Method 2 Manual byte decoding (the learning path)
The 82-byte Mint layout:
| Bytes | Field | Type |
|---|---|---|
| 0–3 | mintAuthorityOption | u32 |
| 4–35 | mintAuthority | 32-byte pubkey |
| 36–43 | supply | u64 (little-endian) |
| 44 | decimals | u8 |
| 45 | isInitialized | bool |
| 46–49 | freezeAuthorityOption | u32 |
| 50–81 | freezeAuthority | 32-byte pubkey |
const view = new DataView(data.buffer);
const supply = view.getBigUint64(36, true); // true = little-endian
const decimals = view.getUint8(44);
const isInitialized = view.getUint8(45) === 1;
Two things to understand here:
DataView lets you read multiple adjacent bytes as a single typed value (u32, u64, etc). You'd use it to parse any binary format, not just Solana.
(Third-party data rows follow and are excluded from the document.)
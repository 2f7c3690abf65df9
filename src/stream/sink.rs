/// Downstream consumer of a gated stream.
pub trait Sink<T> {
    fn on_next(&mut self, value: T);

    fn on_completed(&mut self);

    fn on_error(&mut self, error: anyhow::Error);

    /// Once true, nothing more is delivered to this sink.
    fn is_unsubscribed(&self) -> bool {
        false
    }
}

impl<T, S: Sink<T> + ?Sized> Sink<T> for &mut S {
    fn on_next(&mut self, value: T) {
        (**self).on_next(value)
    }

    fn on_completed(&mut self) {
        (**self).on_completed()
    }

    fn on_error(&mut self, error: anyhow::Error) {
        (**self).on_error(error)
    }

    fn is_unsubscribed(&self) -> bool {
        (**self).is_unsubscribed()
    }
}

/// Sink that records everything it receives.
#[derive(Debug)]
pub struct CollectSink<T> {
    values: Vec<T>,
    completed: bool,
    error: Option<anyhow::Error>,
    unsubscribed: bool,
}

impl<T> Default for CollectSink<T> {
    fn default() -> Self {
        Self {
            values: Vec::new(),
            completed: false,
            error: None,
            unsubscribed: false,
        }
    }
}

impl<T> CollectSink<T> {
    pub fn new() -> Self {
        Self::default()
    }

    pub fn values(&self) -> &[T] {
        &self.values
    }

    pub fn into_values(self) -> Vec<T> {
        self.values
    }

    pub fn is_completed(&self) -> bool {
        self.completed
    }

    pub fn error(&self) -> Option<&anyhow::Error> {
        self.error.as_ref()
    }

    pub fn is_terminated(&self) -> bool {
        self.completed || self.error.is_some()
    }

    pub fn unsubscribe(&mut self) {
        self.unsubscribed = true;
    }
}

impl<T> Sink<T> for CollectSink<T> {
    fn on_next(&mut self, value: T) {
        self.values.push(value);
    }

    fn on_completed(&mut self) {
        self.completed = true;
    }

    fn on_error(&mut self, error: anyhow::Error) {
        self.error = Some(error);
    }

    fn is_unsubscribed(&self) -> bool {
        self.unsubscribed
    }
}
Little-endian flag (true) Solana stores all multi-byte numbers least significant byte first. Forgetting this flag is the single most common decoding bug. Every multi-byte read needs true.
Method 3 RPC jsonParsed (the shortcut)
const { value } = await rpc.getAccountInfo(address, {
encoding: "jsonParsed"
}).send();
The RPC decodes it server-side for known programs. Great for quick checks but only works for well-known programs. For custom programs, you bring your own decoder.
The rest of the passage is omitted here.